Of course there could be other strings that are still worse, but I do think "aaaaa...aaaaab" is worst case. So I do think O(n2) is correct.

For fun I also tried `c[0] = 'b';` which gave me:

``````n = 10000, time = 3ms, time/last = 3.000000
n = 14142, time = 2ms, time/last = 0.666667
n = 19999, time = 0ms, time/last = 0.000000
n = 28282, time = 0ms, time/last = NaN
n = 39996, time = 0ms, time/last = NaN
n = 56562, time = 16ms, time/last = Infinity
n = 79990, time = 4ms, time/last = 0.250000
n = 113122, time = 3ms, time/last = 0.750000
n = 159978, time = 2ms, time/last = 0.666667
n = 226243, time = 0ms, time/last = 0.000000
n = 319955, time = 5ms, time/last = Infinity
n = 452484, time = 6ms, time/last = 1.200000
``````

• @ckcz123 Could you briefly explain the regex you used in the code?
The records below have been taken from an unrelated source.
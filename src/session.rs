//! Analysis chat sessions over tabular chart data.
//!
//! A session starts from the rows behind one chart or analysis. The rows
//! are summarized and turned into metadata filters, an initial report is
//! generated, and follow-up questions reuse the same summary, filters and
//! growing history. Sessions live in a [`SessionStore`] owned by the host:
//! created on first use, history only ever appended, never evicted.

use std::collections::{BTreeSet, HashMap};

use serde::{Deserialize, Serialize};
use serde_json::{Map, Value};
use tracing::info;

use crate::{
    chat::ChatMessage,
    error::{Error, Result},
    filter::FilterRequest,
    metadata::fields,
    retriever::RagRetriever,
};

pub const DEFAULT_SYSTEM_PROMPT: &str = "You are a security analyst assistant.";

/// Rows included in a data summary.
const SAMPLE_ROWS: usize = 5;

/// Summary used when a table has no rows.
pub const EMPTY_SUMMARY: &str = "No data provided";

/// Column-ordered rows, as produced by an analysis.
#[derive(Debug, Clone, Default, PartialEq, Serialize, Deserialize)]
pub struct DataTable {
    pub columns: Vec<String>,
    pub rows: Vec<Map<String, Value>>,
}

impl DataTable {
    /// Build a table from record-shaped rows. Columns are the union of the
    /// row keys, ordered by the first row that has each one.
    pub fn from_records(rows: Vec<Map<String, Value>>) -> Self {
        let mut columns: Vec<String> = Vec::new();
        for row in &rows {
            for key in row.keys() {
                if !columns.iter().any(|c| c == key) {
                    columns.push(key.clone());
                }
            }
        }
        Self { columns, rows }
    }

    /// Accept either `[{..}, ..]` or `{"columns": [..], "rows": [{..}, ..]}`.
    pub fn from_json(value: Value) -> Result<Self> {
        match value {
            Value::Array(items) => {
                let rows = items
                    .into_iter()
                    .enumerate()
                    .map(|(i, item)| match item {
                        Value::Object(row) => Ok(row),
                        _ => Err(Error::Input(format!("row {i} is not an object"))),
                    })
                    .collect::<Result<Vec<_>>>()?;
                Ok(Self::from_records(rows))
            }
            Value::Object(_) => Ok(serde_json::from_value(value)?),
            _ => Err(Error::Input(
                "table must be an array of rows or an object with columns and rows"
                    .to_string(),
            )),
        }
    }

    pub fn is_empty(&self) -> bool {
        self.rows.is_empty()
    }

    pub fn has_column(&self, name: &str) -> bool {
        self.columns.iter().any(|c| c == name)
    }

    fn first_column<'a>(&self, candidates: &[&'a str]) -> Option<&'a str> {
        candidates.iter().copied().find(|c| self.has_column(c))
    }

    fn column_values<'a>(&'a self, name: &'a str) -> impl Iterator<Item = &'a Value> {
        self.rows.iter().filter_map(move |row| row.get(name))
    }

    /// Columns, row count and the first few rows.
    pub fn summarize(&self) -> String {
        if self.is_empty() {
            return EMPTY_SUMMARY.to_string();
        }
        let sample: Vec<&Map<String, Value>> =
            self.rows.iter().take(SAMPLE_ROWS).collect();
        let sample = serde_json::to_string(&sample).unwrap_or_default();
        format!(
            "columns: {}\nrows: {}\nsample: {sample}",
            self.columns.join(", "),
            self.rows.len()
        )
    }

    /// Metadata filters implied by the table's columns.
    pub fn derive_filters(&self) -> FilterRequest {
        let mut filters = FilterRequest::new();
        if self.is_empty() {
            return filters;
        }

        if self.has_column("published")
            && let Some(year) = self.rows[0].get("published").and_then(leading_year)
        {
            filters.insert(fields::YEAR, year);
        }

        if self.has_column("cveId") {
            let ids: Vec<String> =
                self.column_values("cveId").flat_map(cell_strings).collect();
            if !ids.is_empty() {
                filters.insert(fields::RECORD_ID, ids);
            }
        }

        let sets: [(&[&str], &str, bool); 4] = [
            (&["vendor", "vendors"], fields::VENDORS, false),
            (&["product", "products"], fields::PRODUCTS, false),
            (&["cweId", "cwe", "cwes"], fields::WEAKNESS_IDS, false),
            (&["baseSeverity", "severity"], fields::SEVERITY, true),
        ];
        for (candidates, field, uppercase) in sets {
            let Some(column) = self.first_column(candidates) else {
                continue;
            };
            let values: BTreeSet<String> = self
                .column_values(column)
                .flat_map(cell_strings)
                .map(|v| if uppercase { v.to_uppercase() } else { v })
                .collect();
            if !values.is_empty() {
                filters.insert(field, values.into_iter().collect::<Vec<_>>());
            }
        }

        filters
    }
}

/// Year from a `YYYY...` string.
fn leading_year(value: &Value) -> Option<i32> {
    let head = value.as_str()?.get(..4)?;
    if head.bytes().all(|b| b.is_ascii_digit()) {
        head.parse().ok()
    } else {
        None
    }
}

/// Non-empty string forms of a cell; arrays are flattened.
fn cell_strings(value: &Value) -> Vec<String> {
    match value {
        Value::Null => Vec::new(),
        Value::String(s) if s.is_empty() => Vec::new(),
        Value::String(s) => vec![s.clone()],
        Value::Array(items) => items.iter().flat_map(cell_strings).collect(),
        other => vec![other.to_string()],
    }
}

#[derive(Debug, Clone, PartialEq)]
pub struct AnalysisSession {
    pub session_id: String,
    pub system_prompt: String,
    pub summary: String,
    pub filters: FilterRequest,
    pub history: Vec<ChatMessage>,
}

/// Sessions keyed by id, owned by the host application.
#[derive(Debug, Default)]
pub struct SessionStore {
    sessions: HashMap<String, AnalysisSession>,
}

impl SessionStore {
    pub fn new() -> Self {
        Self::default()
    }

    pub fn get(&self, session_id: &str) -> Option<&AnalysisSession> {
        self.sessions.get(session_id)
    }

    pub fn len(&self) -> usize {
        self.sessions.len()
    }

    pub fn is_empty(&self) -> bool {
        self.sessions.is_empty()
    }

    fn insert(&mut self, session: AnalysisSession) {
        self.sessions.insert(session.session_id.clone(), session);
    }

    fn get_mut(&mut self, session_id: &str) -> Result<&mut AnalysisSession> {
        self.sessions.get_mut(session_id).ok_or_else(|| Error::NotFound {
            kind: "session",
            name: session_id.to_string(),
        })
    }
}

/// Report-then-follow-up conversations about a [`DataTable`].
pub struct AnalysisChatService<'a> {
    retriever: &'a RagRetriever,
    sessions: &'a mut SessionStore,
}

impl<'a> AnalysisChatService<'a> {
    pub fn new(retriever: &'a RagRetriever, sessions: &'a mut SessionStore) -> Self {
        Self {
            retriever,
            sessions,
        }
    }

    pub fn sessions(&self) -> &SessionStore {
        self.sessions
    }

    /// Generate the initial report for `table` and store a new session.
    ///
    /// Starting a session under an existing id replaces it.
    pub fn start_session(
        &mut self,
        session_id: &str,
        table: &DataTable,
        system_prompt: &str,
    ) -> Result<String> {
        let summary = table.summarize();
        let filters = table.derive_filters();
        let report_prompt = compose_report_prompt(system_prompt, &summary);

        let response = self.retriever.generate_response(
            system_prompt,
            &report_prompt,
            &filters,
            &[],
            None,
        )?;

        info!(session = session_id, rows = table.rows.len(), "analysis session started");
        self.sessions.insert(AnalysisSession {
            session_id: session_id.to_string(),
            system_prompt: system_prompt.to_string(),
            summary,
            filters,
            history: vec![ChatMessage::assistant(response.clone())],
        });
        Ok(response)
    }

    /// Answer a follow-up question within an existing session.
    ///
    /// The session is only updated when generation succeeds.
    pub fn send_message(&mut self, session_id: &str, message: &str) -> Result<String> {
        let session = self.sessions.get_mut(session_id)?;
        let payload = compose_followup_payload(&session.summary, message);

        let mut history = session.history.clone();
        history.push(ChatMessage::user(message));

        let response = self.retriever.generate_response(
            &session.system_prompt,
            &payload,
            &session.filters,
            &history,
            None,
        )?;

        history.push(ChatMessage::assistant(response.clone()));
        session.history = history;
        Ok(response)
    }
}

pub fn compose_report_prompt(system_prompt: &str, summary: &str) -> String {
    format!(
        "{system_prompt}\n\n\
         You are summarizing the following analysis dataframe.\n\
         Data Summary:\n{summary}\n\
         Provide an executive report grounded on the retrieved CVE/CWE context."
    )
}

pub fn compose_followup_payload(summary: &str, message: &str) -> String {
    format!("Dataset summary: {summary}\n\nUser question: {message}")
}

#[cfg(test)]
mod tests {
    use serde_json::json;

    use super::*;

    fn table(value: Value) -> DataTable {
        DataTable::from_json(value).unwrap()
    }

    #[test]
    fn empty_table_summary_and_filters() {
        let t = DataTable::default();
        assert_eq!(t.summarize(), EMPTY_SUMMARY);
        assert!(t.derive_filters().is_empty());
    }

    #[test]
    fn summary_lists_columns_rows_and_sample() {
        let rows: Vec<Value> = (0..7).map(|i| json!({"vendor": format!("v{i}"), "count": i})).collect();
        let t = table(Value::Array(rows));
        let summary = t.summarize();
        let lines: Vec<_> = summary.lines().collect();
        assert_eq!(lines[0], "columns: count, vendor");
        assert_eq!(lines[1], "rows: 7");
        let sample: Vec<Value> =
            serde_json::from_str(lines[2].strip_prefix("sample: ").unwrap()).unwrap();
        assert_eq!(sample.len(), 5);
    }

    #[test]
    fn filters_use_metadata_field_names() {
        let t = table(json!([
            {"published": "2023-05-01T00:00:00", "cveId": "CVE-2023-2", "vendor": "acme",
             "cweId": "CWE-79", "baseSeverity": "high"},
            {"published": "2019-01-01", "cveId": "CVE-2023-1", "vendor": "zeta",
             "cweId": "CWE-79", "baseSeverity": "Critical"},
            {"published": null, "cveId": null, "vendor": "", "cweId": null},
        ]));
        let filters = t.derive_filters();
        assert_eq!(filters.get("year"), Some(&json!(2023)));
        assert_eq!(filters.get("recordId"), Some(&json!(["CVE-2023-2", "CVE-2023-1"])));
        assert_eq!(filters.get("vendors"), Some(&json!(["acme", "zeta"])));
        assert_eq!(filters.get("weaknessIds"), Some(&json!(["CWE-79"])));
        assert_eq!(filters.get("severity"), Some(&json!(["CRITICAL", "HIGH"])));
        assert!(filters.get("products").is_none());
    }

    #[test]
    fn list_cells_are_flattened() {
        let t = table(json!([
            {"products": ["widget", "gadget"]},
            {"products": ["widget"]},
        ]));
        assert_eq!(
            t.derive_filters().get("products"),
            Some(&json!(["gadget", "widget"]))
        );
    }

    #[test]
    fn first_matching_column_wins() {
        let t = table(json!([{"vendor": "acme", "vendors": "ignored"}]));
        assert_eq!(t.derive_filters().get("vendors"), Some(&json!(["acme"])));
    }

    #[test]
    fn unparsable_published_yields_no_year() {
        let t = table(json!([{"published": "n/a"}, {"published": "2024-01-01"}]));
        assert!(t.derive_filters().get("year").is_none());
    }

    #[test]
    fn table_accepts_columns_and_rows_shape() {
        let t = table(json!({"columns": ["a"], "rows": [{"a": 1}]}));
        assert_eq!(t.columns, ["a"]);
        assert_eq!(t.rows.len(), 1);
    }

    #[test]
    fn non_object_rows_are_rejected() {
        let err = DataTable::from_json(json!([1, 2])).unwrap_err();
        assert!(matches!(err, Error::Input(_)));
        assert!(DataTable::from_json(json!("rows")).is_err());
    }

    #[test]
    fn prompts_embed_summary() {
        let report = compose_report_prompt("sys", "rows: 1");
        assert!(report.starts_with("sys\n\nYou are summarizing"));
        assert!(report.contains("Data Summary:\nrows: 1\n"));

        assert_eq!(
            compose_followup_payload("rows: 1", "why?"),
            "Dataset summary: rows: 1\n\nUser question: why?"
        );
    }

    #[test]
    fn unknown_session_is_not_found() {
        let tmp = tempfile::tempdir().unwrap();
        let data_dir = crate::data_dir::DataDir::resolve(Some(tmp.path())).unwrap();
        let retriever = RagRetriever::new(crate::config::Settings::new(&data_dir));
        let mut store = SessionStore::new();
        let mut service = AnalysisChatService::new(&retriever, &mut store);

        let err = service.send_message("missing", "hello").unwrap_err();
        assert!(matches!(err, Error::NotFound { kind: "session", .. }));
    }
}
I tested on regex.com, but it doesn't work. Thank you in advance!

• @Heronalps What does "it doesn't work" mean? You don't think any details would be helpful?

(For me it also doesn't work there, but that's because regex.com doesn't seem to exist.)

• @StefanPochmann Sorry for the typo, that was regexr.com. I entered both regular expression ^([a-z]+)\1+\$ and (.+)\1+ to test them by an example string (i.e. abcabcabc) in the textbox. But the regexr.com doesn't seem capture the string.

These two regex works in Java for sure, but, as a newbie to regex, I just like to understand the meaning of them. Thank you!

• @Heronalps Ok, I just tried that there, and it tells me that both of those regexes match that string (as they should). Are you sure that's exactly what you tested? If so, can you show a screenshot?

Edit: Saw that I can share it: http://regexr.com/3essk
Can you share yours that doesn't work?

• I think I figure it out. First, the escape character before backslash is not necessary @regexr.com. Second, ^ and \$ don't match strings in different lines probably because of the carriage return.